_EXERCISE REQUIREMENTS_
From the records below, return every line containing the word "must".

Collected data entries:
────────
//! Error types for the lease manager core

use thiserror::Error;

/// Error kinds the core distinguishes. Background sweepers never propagate
/// these; they log and continue.
#[derive(Debug, Error)]
pub enum LeaseError {
    #[error("missing owner session")]
    InvalidSession,

    #[error("captcha missing, expired, or wrong")]
    CaptchaInvalid,

    #[error("rate limit exceeded for this client")]
    RateLimited,

    #[error("owner already holds a lease")]
    DuplicateLease,

    #[error("no ports available after retries")]
    NoPorts,

    #[error("resource quota exhausted: {dimension}")]
    ResourceExhausted { dimension: String },

    #[error("container runtime error: {cause}")]
    RuntimeError { cause: String },

    #[error("persistent store error")]
    StoreError,

    #[error("lease or handle not found")]
    NotFound,

    #[error("admin endpoint reached without a valid key from a non-local source")]
    Unauthorized,
}

impl From<sqlx::Error> for LeaseError {
    fn from(err: sqlx::Error) -> Self {
        match err {
            sqlx::Error::RowNotFound => LeaseError::NotFound,
            other => {
                tracing::error!(error = %other, "store operation failed");
                LeaseError::StoreError
            }
        }
    }
}

impl LeaseError {
    /// True for failures that the caller may retry after a backoff, as
    /// opposed to logical errors (duplicate key, invalid input) that will
    /// never succeed on retry.
    pub fn is_transient(&self) -> bool {
        matches!(self, LeaseError::StoreError)
    }
}
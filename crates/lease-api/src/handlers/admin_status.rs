use axum::extract::State;
use axum::Json;
use lease_core::AdmissionSnapshot;
use serde::Serialize;

use crate::error::ApiError;
use crate::AppState;

#[derive(Debug, Serialize)]
pub struct AdminStatusResponse {
    active_leases: u32,
    snapshot: Option<AdmissionSnapshot>,
    compose_project_name: String,
    images_name: String,
}

/// `GET /admin/status`, admin-gated. Detailed operational view: current
/// lease count straight from the store (authoritative) plus the most
/// recent Resource Monitor snapshot (may be stale, never blocking).
pub async fn admin_status(State(state): State<AppState>) -> Result<Json<AdminStatusResponse>, ApiError> {
    let active_leases = state.store.count_leases().await?;
    let snapshot = state.snapshot.read().await.clone();

    Ok(Json(AdminStatusResponse {
        active_leases,
        snapshot,
        compose_project_name: state.compose_project_name.clone(),
        images_name: state.images_name.clone(),
    }))
}
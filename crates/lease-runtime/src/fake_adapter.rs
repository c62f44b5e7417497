//! In-memory `RuntimeAdapter` test fake. No real containers are created;
//! `create_and_start` assigns a fresh handle id and tracks it in a map, so
//! the rest of the system can be exercised without a Docker daemon.

use std::sync::atomic::{AtomicU64, Ordering};

use async_trait::async_trait;
use dashmap::DashMap;
use lease_core::{
    ContainerSpec, HandleState, HandleStats, HandleStatus, LeaseError, RuntimeAdapter,
    RuntimeHandle,
};

struct FakeContainer {
    name: String,
    running: bool,
}

pub struct FakeRuntimeAdapter {
    containers: DashMap<String, FakeContainer>,
    next_id: AtomicU64,
    /// Host ports that should be reported as already bound, simulating an
    /// external process winning the race for that port.
    pub reject_ports: DashMap<u16, ()>,
}

impl FakeRuntimeAdapter {
    pub fn new() -> Self {
        Self {
            containers: DashMap::new(),
            next_id: AtomicU64::new(1),
            reject_ports: DashMap::new(),
        }
    }

    pub fn reject_port(&self, port: u16) {
        self.reject_ports.insert(port, ());
    }

    pub fn is_running(&self, handle_id: &str) -> bool {
        self.containers.get(handle_id).map(|c| c.running).unwrap_or(false)
    }
}

impl Default for FakeRuntimeAdapter {
    fn default() -> Self {
        Self::new()
    }
}

#[async_trait]
impl RuntimeAdapter for FakeRuntimeAdapter {
    async fn create_and_start(&self, spec: &ContainerSpec) -> Result<RuntimeHandle, LeaseError> {
        if self.reject_ports.contains_key(&spec.host_port) {
            return Err(LeaseError::RuntimeError {
                cause: "Bind for 0.0.0.0:port failed: port is already allocated".to_string(),
            });
        }

        let id = format!("fake-{}", self.next_id.fetch_add(1, Ordering::SeqCst));
        self.containers.insert(
            id.clone(),
            FakeContainer { name: spec.name.clone(), running: true },
        );
        Ok(RuntimeHandle { id })
    }

    async fn remove(&self, handle_id: &str) -> Result<(), LeaseError> {
        self.containers.remove(handle_id);
        Ok(())
    }

    async fn status(&self, handle_id: &str) -> Result<HandleStatus, LeaseError> {
        match self.containers.get(handle_id) {
            Some(container) if container.running => {
                Ok(HandleStatus { state: HandleState::Running, running: true })
            }
            Some(_) => Ok(HandleStatus { state: HandleState::Stopped, running: false }),
            None => Ok(HandleStatus::not_found()),
        }
    }

    async fn restart(&self, handle_id: &str) -> Result<(), LeaseError> {
        match self.containers.get_mut(handle_id) {
            Some(mut container) => {
                container.running = true;
                Ok(())
            }
            None => Err(LeaseError::NotFound),
        }
    }

    async fn stats(&self, handle_id: &str) -> Result<HandleStats, LeaseError> {
        if self.containers.contains_key(handle_id) {
            Ok(HandleStats { cpu_percent: 0.0, memory_bytes: 0 })
        } else {
            Err(LeaseError::NotFound)
        }
    }

    async fn list_by_name_prefix(&self, prefix: &str) -> Result<Vec<RuntimeHandle>, LeaseError> {
        Ok(self
            .containers
            .iter()
            .filter(|entry| entry.value().name.starts_with(prefix))
            .map(|entry| RuntimeHandle { id: entry.key().clone() })
            .collect())
    }
}

#[cfg(test)]
mod tests {
    use super::*;

    fn spec(name: &str, port: u16) -> ContainerSpec {
        ContainerSpec {
            image: "chal:latest".to_string(),
            name: name.to_string(),
            host_port: port,
            container_port: 80,
            env: vec![],
            network_name: "chal_net".to_string(),
            memory_limit_bytes: 128 * 1024 * 1024,
            memory_swap_limit_bytes: 128 * 1024 * 1024,
            cpu_period: 100_000,
            cpu_quota: 50_000,
            pids_limit: 64,
            read_only_rootfs: true,
            no_new_privileges: true,
            cap_drop: vec!["ALL".to_string()],
            cap_add: vec![],
            tmpfs: None,
            hostname: name.to_string(),
        }
    }

    #[tokio::test]
    async fn create_then_status_is_running() {
        let adapter = FakeRuntimeAdapter::new();
        let handle = adapter.create_and_start(&spec("proj_session_a_1_abcd", 9000)).await.unwrap();
        let status = adapter.status(&handle.id).await.unwrap();
        assert!(status.running);
    }

    #[tokio::test]
    async fn rejected_port_surfaces_address_in_use() {
        let adapter = FakeRuntimeAdapter::new();
        adapter.reject_port(9000);
        let err = adapter.create_and_start(&spec("proj_session_a_1_abcd", 9000)).await.unwrap_err();
        assert!(matches!(err, LeaseError::RuntimeError { .. }));
    }

    #[tokio::test]
    async fn remove_then_status_not_found() {
        let adapter = FakeRuntimeAdapter::new();
        let handle = adapter.create_and_start(&spec("proj_session_a_1_abcd", 9000)).await.unwrap();
        adapter.remove(&handle.id).await.unwrap();
        let status = adapter.status(&handle.id).await.unwrap();
        assert_eq!(status.state, HandleState::NotFound);
    }

    #[tokio::test]
    async fn remove_is_idempotent() {
        let adapter = FakeRuntimeAdapter::new();
        let handle = adapter.create_and_start(&spec("proj_session_a_1_abcd", 9000)).await.unwrap();
        adapter.remove(&handle.id).await.unwrap();
        // second removal of an already-gone handle must still succeed
        adapter.remove(&handle.id).await.unwrap();
    }

    #[tokio::test]
    async fn list_by_name_prefix_filters() {
        let adapter = FakeRuntimeAdapter::new();
        adapter.create_and_start(&spec("proj_session_a_1_abcd", 9000)).await.unwrap();
        adapter.create_and_start(&spec("other_thing", 9001)).await.unwrap();
        let matches = adapter.list_by_name_prefix("proj_session_").await.unwrap();
        assert_eq!(matches.len(), 1);
    }
}
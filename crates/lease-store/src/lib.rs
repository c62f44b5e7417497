//! MySQL-backed §4.A Port Registry and §4.B Lease Store, plus the
//! dedicated request/maintenance connection pools §5 requires.

pub mod connection;
pub mod lease_store;
pub mod port_registry;
pub mod retry;

pub use connection::{create_maintenance_pool, create_request_pool, ConnectionSettings};
pub use lease_store::SqlLeaseStore;
pub use port_registry::SqlPortRegistry;
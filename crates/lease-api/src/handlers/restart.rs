use axum::extract::State;
use axum::http::StatusCode;
use axum::response::{IntoResponse, Response};
use axum::Json;
use axum_extra::extract::cookie::CookieJar;
use lease_core::LeaseError;
use serde::Serialize;

use crate::error::{ApiError, ErrorBody};
use crate::handlers::owner_from_jar;
use crate::AppState;

#[derive(Debug, Serialize)]
pub struct RestartResponse {
    message: String,
}

/// `spec.md` §6 distinguishes "no-lease" (400, this owner never had one)
/// from "handle-gone" (404, the lease row exists but the runtime handle
/// doesn't) even though both surface from the core as `LeaseError::NotFound`.
/// The lookup below happens here, not in `lease_core`, purely to recover
/// that distinction for the HTTP status code.
pub async fn restart(State(state): State<AppState>, jar: CookieJar) -> Response {
    let Some(owner) = owner_from_jar(&jar) else {
        return status_response(StatusCode::BAD_REQUEST, "you don't have an active lease");
    };

    match state.store.get_lease_by_owner(&owner).await {
        Ok(None) => return status_response(StatusCode::BAD_REQUEST, "you don't have an active lease"),
        Ok(Some(_)) => {}
        Err(err) => return ApiError::from(err).into_response(),
    }

    match state.manager.restart(&owner).await {
        Ok(()) => Json(RestartResponse { message: "sandbox restarted".to_string() }).into_response(),
        Err(LeaseError::NotFound) => status_response(StatusCode::NOT_FOUND, "sandbox handle no longer exists"),
        Err(other) => ApiError::from(other).into_response(),
    }
}

fn status_response(status: StatusCode, message: &str) -> Response {
    (status, Json(ErrorBody { error: message.to_string() })).into_response()
}
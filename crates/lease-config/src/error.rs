use thiserror::Error;

#[derive(Debug, Error)]
pub enum ConfigError {
    #[error("failed to load configuration: {0}")]
    Load(#[from] config::ConfigError),

    #[error("invalid configuration: {reason}")]
    Invalid { reason: String },
}
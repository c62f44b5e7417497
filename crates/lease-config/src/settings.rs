use secrecy::SecretString;
use serde::Deserialize;

use crate::error::ConfigError;

fn default_leave_time() -> u64 {
    1800
}
fn default_add_time() -> u64 {
    600
}
fn default_port_in_container() -> u16 {
    80
}
fn default_max_containers_per_hour() -> u32 {
    10
}
fn default_rate_limit_window() -> u64 {
    3600
}
fn default_thread_pool_size() -> usize {
    16
}
fn default_maintenance_interval() -> u64 {
    300
}
fn default_maintenance_batch_size() -> usize {
    25
}
fn default_captcha_ttl() -> u64 {
    300
}
fn default_port_allocation_max_attempts() -> u32 {
    5
}
fn default_stale_port_max_age() -> u64 {
    600
}
fn default_max_total_containers() -> u32 {
    100
}
fn default_max_total_cpu_percent() -> u32 {
    80
}
fn default_max_total_memory_gb() -> f64 {
    16.0
}
fn default_resource_check_interval() -> u64 {
    30
}
fn default_resource_soft_limit_percent() -> u32 {
    80
}
fn default_enable_resource_quotas() -> bool {
    true
}
fn default_bypass_captcha() -> bool {
    false
}
fn default_db_pool_min() -> u32 {
    2
}
fn default_db_pool_max() -> u32 {
    20
}
fn default_maintenance_pool_min() -> u32 {
    1
}
fn default_maintenance_pool_max() -> u32 {
    4
}
fn default_container_cpu_limit() -> f64 {
    1.0
}
fn default_container_pids_limit() -> i64 {
    256
}
fn default_enable_no_new_privileges() -> bool {
    true
}
fn default_enable_read_only() -> bool {
    false
}
fn default_enable_tmpfs() -> bool {
    true
}
fn default_tmpfs_size() -> String {
    "64m".to_string()
}
fn default_drop_all_capabilities() -> bool {
    true
}
fn default_cap_net_bind_service() -> bool {
    false
}
fn default_cap_chown() -> bool {
    false
}
fn default_metrics_enabled() -> bool {
    true
}
fn default_enable_logs_endpoint() -> bool {
    false
}
fn default_app_port() -> u16 {
    8080
}

/// Every field name mirrors an environment variable named in the external
/// contract; do not rename them without updating the deployment manifests.
#[derive(Debug, Clone, Deserialize)]
pub struct Settings {
    pub compose_project_name: String,
    pub images_name: String,
    pub flag: SecretString,

    #[serde(default = "default_leave_time")]
    pub leave_time: u64,
    #[serde(default = "default_add_time")]
    pub add_time: u64,

    #[serde(default = "default_port_in_container")]
    pub port_in_container: u16,
    pub start_range: u16,
    pub stop_range: u16,

    pub network_name: String,
    pub network_subnet: String,

    pub db_host: String,
    pub db_port: u16,
    pub db_name: String,
    pub db_user: String,
    pub db_password: SecretString,
    #[serde(default = "default_db_pool_min")]
    pub db_pool_min: u32,
    #[serde(default = "default_db_pool_max")]
    pub db_pool_max: u32,
    #[serde(default = "default_maintenance_pool_min")]
    pub maintenance_pool_min: u32,
    #[serde(default = "default_maintenance_pool_max")]
    pub maintenance_pool_max: u32,

    pub container_memory_limit: String,
    pub container_swap_limit: String,
    #[serde(default = "default_container_cpu_limit")]
    pub container_cpu_limit: f64,
    #[serde(default = "default_container_pids_limit")]
    pub container_pids_limit: i64,

    #[serde(default = "default_enable_no_new_privileges")]
    pub enable_no_new_privileges: bool,
    #[serde(default = "default_enable_read_only")]
    pub enable_read_only: bool,
    #[serde(default = "default_enable_tmpfs")]
    pub enable_tmpfs: bool,
    #[serde(default = "default_tmpfs_size")]
    pub tmpfs_size: String,
    #[serde(default = "default_drop_all_capabilities")]
    pub drop_all_capabilities: bool,
    #[serde(default = "default_cap_net_bind_service")]
    pub cap_net_bind_service: bool,
    #[serde(default = "default_cap_chown")]
    pub cap_chown: bool,

    #[serde(default = "default_max_containers_per_hour")]
    pub max_containers_per_hour: u32,
    #[serde(default = "default_rate_limit_window")]
    pub rate_limit_window: u64,

    #[serde(default = "default_thread_pool_size")]
    pub thread_pool_size: usize,
    #[serde(default = "default_maintenance_interval")]
    pub maintenance_interval: u64,
    #[serde(default = "default_maintenance_batch_size")]
    pub maintenance_batch_size: usize,
    #[serde(default = "default_captcha_ttl")]
    pub captcha_ttl: u64,

    #[serde(default = "default_port_allocation_max_attempts")]
    pub port_allocation_max_attempts: u32,
    #[serde(default = "default_stale_port_max_age")]
    pub stale_port_max_age: u64,

    #[serde(default = "default_max_total_containers")]
    pub max_total_containers: u32,
    #[serde(default = "default_max_total_cpu_percent")]
    pub max_total_cpu_percent: u32,
    #[serde(default = "default_max_total_memory_gb")]
    pub max_total_memory_gb: f64,
    #[serde(default = "default_resource_check_interval")]
    pub resource_check_interval: u64,
    #[serde(default = "default_resource_soft_limit_percent")]
    pub resource_soft_limit_percent: u32,
    #[serde(default = "default_enable_resource_quotas")]
    pub enable_resource_quotas: bool,

    #[serde(default = "default_bypass_captcha")]
    pub bypass_captcha: bool,
    #[serde(default = "default_metrics_enabled")]
    pub metrics_enabled: bool,
    #[serde(default = "default_enable_logs_endpoint")]
    pub enable_logs_endpoint: bool,
    pub admin_key: SecretString,

    #[serde(default = "default_app_port")]
    pub app_port: u16,
}

impl Settings {
    /// Fail-fast checks that must hold before the server starts accepting
    /// traffic. Mirrors the validation block at the end of the source
    /// deployment's config module.
    pub fn validate(&self) -> Result<(), ConfigError> {
        if self.start_range >= self.stop_range {
            return Err(ConfigError::Invalid {
                reason: format!(
                    "start_range ({}) must be less than stop_range ({})",
                    self.start_range, self.stop_range
                ),
            });
        }
        if self.leave_time == 0 {
            return Err(ConfigError::Invalid {
                reason: "leave_time must be positive".to_string(),
            });
        }
        if self.add_time == 0 {
            return Err(ConfigError::Invalid {
                reason: "add_time must be positive".to_string(),
            });
        }
        if self.max_containers_per_hour == 0 {
            return Err(ConfigError::Invalid {
                reason: "max_containers_per_hour must be positive".to_string(),
            });
        }
        if self.max_total_containers == 0 {
            return Err(ConfigError::Invalid {
                reason: "max_total_containers must be positive".to_string(),
            });
        }
        if self.max_total_cpu_percent == 0 || self.max_total_memory_gb <= 0.0 {
            return Err(ConfigError::Invalid {
                reason: "resource quota limits must be positive".to_string(),
            });
        }
        parse_memory_string(&self.container_memory_limit).ok_or_else(|| ConfigError::Invalid {
            reason: format!(
                "container_memory_limit '{}' does not parse as a K/M/G memory string",
                self.container_memory_limit
            ),
        })?;
        parse_memory_string(&self.container_swap_limit).ok_or_else(|| ConfigError::Invalid {
            reason: format!(
                "container_swap_limit '{}' does not parse as a K/M/G memory string",
                self.container_swap_limit
            ),
        })?;
        Ok(())
    }

    pub fn port_range(&self) -> std::ops::Range<u16> {
        self.start_range..self.stop_range
    }
}

/// Parses a memory string such as "512M" or "2G" into a byte count.
pub fn parse_memory_string(raw: &str) -> Option<u64> {
    let raw = raw.trim();
    if raw.is_empty() {
        return None;
    }
    let (digits, unit) = raw.split_at(raw.len() - 1);
    let multiplier: u64 = match unit.to_ascii_uppercase().as_str() {
        "K" => 1024,
        "M" => 1024 * 1024,
        "G" => 1024 * 1024 * 1024,
        _ => return None,
    };
    digits.parse::<u64>().ok().map(|n| n * multiplier)
}

#[cfg(test)]
mod tests {
    use super::*;

    #[test]
    fn parses_memory_strings() {
        assert_eq!(parse_memory_string("512M"), Some(512 * 1024 * 1024));
        assert_eq!(parse_memory_string("2G"), Some(2 * 1024 * 1024 * 1024));
        assert_eq!(parse_memory_string("1024K"), Some(1024 * 1024));
        assert_eq!(parse_memory_string("bogus"), None);
        assert_eq!(parse_memory_string(""), None);
    }
}
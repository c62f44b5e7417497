use chrono::{DateTime, Utc};
use serde::{Deserialize, Serialize};

#[derive(Debug, Clone, Copy, PartialEq, Eq, Serialize, Deserialize)]
pub enum PortState {
    Free,
    Reserved,
}

/// One per port in the configured range.
///
/// Invariant: `state == Reserved` implies `holder` is set; a reserved slot
/// older than `STALE_PORT_MAX_AGE` with no matching lease is orphaned and
/// must be released by the sweeper.
#[derive(Debug, Clone, Serialize, Deserialize)]
pub struct PortSlot {
    pub port: u16,
    pub state: PortState,
    pub holder: Option<String>,
    pub reserved_at: Option<DateTime<Utc>>,
}

impl PortSlot {
    pub fn free(port: u16) -> Self {
        Self {
            port,
            state: PortState::Free,
            holder: None,
            reserved_at: None,
        }
    }

    pub fn is_stale(&self, now: DateTime<Utc>, max_age: chrono::Duration) -> bool {
        match (self.state, self.reserved_at) {
            (PortState::Reserved, Some(reserved_at)) => now - reserved_at > max_age,
            _ => false,
        }
    }
}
────────
_TASK ANSWER_
        // second removal of an already-gone handle must still succeed
    /// Fail-fast checks that must hold before the server starts accepting
                    "start_range ({}) must be less than stop_range ({})",
                reason: "leave_time must be positive".to_string(),
                reason: "add_time must be positive".to_string(),
                reason: "max_containers_per_hour must be positive".to_string(),
                reason: "max_total_containers must be positive".to_string(),
                reason: "resource quota limits must be positive".to_string(),
/// must be released by the sweeper.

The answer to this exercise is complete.